Identification of HLA-restricted peptides derived from mycobacterial antigens that are endowed with high affinity and strong antigenicity is not only of interest in tuberculosis (TB) diagnostics and treatment efficacy evaluation, but might also provide potential candidates for the development of therapeutic vaccines against drug-resistant TB. Our previous work demonstrated that lipoprotein Z (LppZ) displayed high immunogenicity and antigenicity in active TB patients. In the present study, ten HLA-A2-restricted LppZ peptides (LppZp1-10) were predicted by bioinformatics, among which LppZp7 and LppZp10 were verified to possess high affinity to HLA-A2 molecules using T2 cell-based affinity binding assay. Moreover, results from ELISpot assay showed that both LppZp7 and LppZp10 peptides were able to induce more IFN-γ producing cells upon ex vivo stimulation of PBMC from HLA-A2+ active TB (ATB) patients as compared to those from healthy controls (HCs). Also, the numbers of LppZp7 and LppZp10-specific IFN-γ producing cells exhibited positive correlations with those of ESAT-6 peptide (E6p) or CFP-10 peptide (C10p) in ATB. Interestingly, stimulation with LppZp7/p10 mixture was able to induce higher intracellular expression of IFN-γ and IL-2 cytokines in CD8+ and CD4+ T cells from ATB as compared to HC, associated with lower expression of TNF-α in both CD8+ and CD4+ T cells. Taken together, HLA-A2-restricted LppZp7 and LppZp10 peptides display high immunoreactivity in HLA-matched ATB patients demonstrated by high responsiveness in both CD8+ and CD4+ T cells. With the ability to induce strong antigen-specific cellular responses, LppZp7 and LppZp10 are of potential value for the future applications in the prevention and control of TB.

Highlights

  • Tuberculosis (TB) is the leading cause of death from the single infectious agent, Mycobacterium tuberculosis (M.tb)

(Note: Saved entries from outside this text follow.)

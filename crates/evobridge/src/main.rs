// SPDX-FileCopyrightText: 2026 Evobridge Contributors
// SPDX-License-Identifier: MIT OR Apache-2.0

//! Evobridge - WhatsApp instance supervisor for the Evolution API.
//!
//! This is the binary entry point: the long-running `serve` process plus a
//! handful of one-shot operator commands.

#[cfg(not(target_env = "msvc"))]
use tikv_jemallocator::Jemalloc;

#[cfg(not(target_env = "msvc"))]
#[global_allocator]
static GLOBAL: Jemalloc = Jemalloc;

mod commands;
mod serve;
mod shutdown;

use std::path::PathBuf;

use clap::{Parser, Subcommand};

/// Evobridge - WhatsApp instance supervisor for the Evolution API.
#[derive(Parser, Debug)]
#[command(name = "evobridge", version, about, long_about = None)]
struct Cli {
    /// Load this config file instead of the XDG hierarchy.
    #[arg(long, global = true, value_name = "PATH")]
    config: Option<PathBuf>,

    #[command(subcommand)]
    command: Option<Commands>,
}

/// Available subcommands.
#[derive(Subcommand, Debug)]
enum Commands {
    /// Run the supervisor and the HTTP gateway until interrupted.
    Serve,
    /// Run one connection-check cycle and print its summary.
    Check,
    /// Create the five session slots of a tenant.
    Provision {
        /// Tenant (CRM location) id.
        tenant: String,
    },
    /// Show registered instances and the last health snapshot.
    Status {
        /// Only show instances of this tenant.
        #[arg(long)]
        tenant: Option<String>,
        /// Print JSON instead of a table.
        #[arg(long)]
        json: bool,
    },
}

#[tokio::main]
async fn main() {
    let cli = Cli::parse();

    let loaded = match cli.config.as_deref() {
        Some(path) => evobridge_config::load_and_validate_path(path),
        None => evobridge_config::load_and_validate(),
    };
    let config = match loaded {
        Ok(config) => config,
        Err(errors) => {
            evobridge_config::render_errors(&errors);
            std::process::exit(1);
        }
    };

    init_tracing(&config.service.log_level);

    let result = match cli.command {
        Some(Commands::Serve) => serve::run_serve(config).await,
        Some(Commands::Check) => commands::run_check(&config).await,
        Some(Commands::Provision { tenant }) => commands::run_provision(&config, &tenant).await,
        Some(Commands::Status { tenant, json }) => {
            commands::run_status(&config, tenant.as_deref(), json).await
        }
        None => {
            println!("evobridge: use --help for available commands");
            Ok(())
        }
    };

    if let Err(e) = result {
        eprintln!("evobridge: {e}");
        std::process::exit(1);
    }
}

/// Initializes the tracing subscriber with the given log level.
///
/// Logs go to stderr so one-shot commands can print JSON on stdout.
fn init_tracing(log_level: &str) {
    use tracing_subscriber::EnvFilter;

    let filter = EnvFilter::try_from_default_env()
        .unwrap_or_else(|_| EnvFilter::new(format!("evobridge={log_level},warn")));

    tracing_subscriber::fmt()
        .with_env_filter(filter)
        .with_writer(std::io::stderr)
        .with_target(true)
        .with_thread_names(false)
        .init();
}
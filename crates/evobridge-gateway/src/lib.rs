// SPDX-FileCopyrightText: 2026 Evobridge Contributors
// SPDX-License-Identifier: MIT OR Apache-2.0

//! HTTP/WebSocket surface of Evobridge.
//!
//! - [`ChannelSink`]: the supervisor's notification sink, a bounded queue;
//! - [`EventHub`]: drains that queue and fans events out to `/ws` clients;
//! - [`router`]: operator REST API, Evolution webhook, health and metrics.

pub mod auth;
pub mod error;
pub mod handlers;
pub mod hub;
pub mod server;
pub mod sink;
pub mod webhook;
pub mod ws;

pub use auth::AuthConfig;
pub use hub::EventHub;
pub use server::{GatewayState, HealthState, ServerConfig, router, start_server};
pub use sink::{ChannelSink, DEFAULT_EVENT_BUFFER};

  • HLA-A2-restricted peptides were predicted on the website http: //www-bimas.cit.nih.gov/molbio/hla_bind

  • Our results showed that the immune responses to ESAT-6 peptide (E6p) and culture filtrate protein 10 (CFP-10) peptide (C10p) in active TB (ATB) patients (102 ± 16.35 and 89.87 ± 18.77 spot-forming units (SFUs)/2.5 × 105 Peripheral blood mononuclear cells (PBMCs), respectively) were significantly higher than those in healthy controls (HCs) group (2.556 ± 0.669 and 2.556 ± 0.747 SFUs/2.5 × 105 PBMCs, respectively) (p = 0.001) (Figure 5A)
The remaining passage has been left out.